— Your goal —
A single total is needed, the number of lines of this listing that contain the string "matches".

— Data records —
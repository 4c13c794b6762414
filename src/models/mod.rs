pub mod exercise;
pub mod steps;
pub mod video;

pub use exercise::{ExerciseEntry, NewExercise};
pub use steps::{NewSteps, StepEntry};
pub use video::{NewVideo, VideoRecord};
use chrono::NaiveDate;
use serde::{Deserialize, Serialize};

#[derive(Debug, Clone, PartialEq, Eq, Serialize, Deserialize, sqlx::FromRow)]
pub struct VideoRecord {
  pub id: i64,
  pub title: String,
  pub filename: String,
  /// Public path the front end links to, e.g. `/uploads/1700000000000-squat.mp4`
  pub filepath: String,
  pub upload_date: NaiveDate,
}

/// For inserting video metadata (without id)
#[derive(Debug, Clone, Serialize, Deserialize)]
pub struct NewVideo {
  pub title: String,
  pub filename: String,
  pub filepath: String,
  pub upload_date: NaiveDate,
}
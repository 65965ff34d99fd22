//! Shared handler state and its construction from configuration.

use anyhow::Context;
use corpquery_fetch::HttpClient;
use corpquery_sites::{Scraper, SiteRegistry};
use corpquery_store::{FileStore, MemoryStore, RecordStore};
use std::sync::Arc;
use std::time::Duration;
use tracing::info;

use crate::config::ServerConfig;

/// Dependencies injected into every handler.
#[derive(Clone)]
pub struct AppState {
    /// Scraper for the configured site.
    pub scraper: Arc<Scraper>,
    /// Record store shared with the scraper.
    pub store: Arc<dyn RecordStore>,
    /// Maximum history entries returned.
    pub history_limit: usize,
}

impl AppState {
    /// Creates state from ready-made parts.
    pub fn new(scraper: Arc<Scraper>, store: Arc<dyn RecordStore>, history_limit: usize) -> Self {
        Self {
            scraper,
            store,
            history_limit,
        }
    }

    /// Builds the production state: reqwest transport, configured site
    /// profile and store backend.
    pub async fn from_config(config: &ServerConfig) -> anyhow::Result<Self> {
        let store: Arc<dyn RecordStore> = match config.store.file_path() {
            Some(path) => {
                let store = FileStore::open(path.clone())
                    .await
                    .with_context(|| format!("Failed to open store {}", path.display()))?;
                info!(path = %path.display(), "Using file store");
                Arc::new(store)
            }
            None => {
                info!("Using in-memory store");
                Arc::new(MemoryStore::new())
            }
        };

        let profile = SiteRegistry::profile_with_base(config.site, config.site_base_url.as_deref())?;

        let mut client = HttpClient::with_options(
            Duration::from_secs(config.http.timeout_secs),
            &config.http.user_agent,
        )?;
        if let Some(domain) = profile.allowed_domain() {
            client = client.with_allowed_domains(vec![domain]);
        }

        info!(site = %config.site, base = %profile.base_url, "Scraper configured");
        let scraper = Scraper::new(profile, Arc::new(client), store.clone())
            .with_retry(config.retry.strategy());

        Ok(Self::new(Arc::new(scraper), store, config.history_limit))
    }
}
//! Store error types.

use thiserror::Error;

/// Errors that can occur in the store.
#[derive(Debug, Error)]
pub enum StoreError {
    /// IO error.
    #[error("IO error: {0}")]
    Io(#[from] std::io::Error),

    /// Serialization error.
    #[error("Serialization error: {0}")]
    Serialization(#[from] serde_json::Error),

    /// A stored value is not a valid record.
    #[error("Corrupt entry {key}: {reason}")]
    CorruptEntry {
        /// Key of the bad entry.
        key: String,
        /// Why it could not be read.
        reason: String,
    },

    /// Backend-specific failure.
    #[error("Store backend error: {0}")]
    Backend(String),
}

impl StoreError {
    /// Returns true if this is a transient error that might succeed on retry.
    pub fn is_transient(&self) -> bool {
        matches!(self, StoreError::Io(_) | StoreError::Backend(_))
    }
}
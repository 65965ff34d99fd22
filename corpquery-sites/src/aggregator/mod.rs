//! Third-party aggregator site.
//!
//! Needs a session cookie from the home page. The search page lists
//! matches, and the first `/firm/<id>.html` link leads to the detail page
//! holding the registration table.

mod descriptor;
pub(crate) mod parser;

pub use descriptor::{AGGREGATOR_BASE_URL, aggregator_profile};
pub use parser::aggregator_extractors;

— Finished task —
2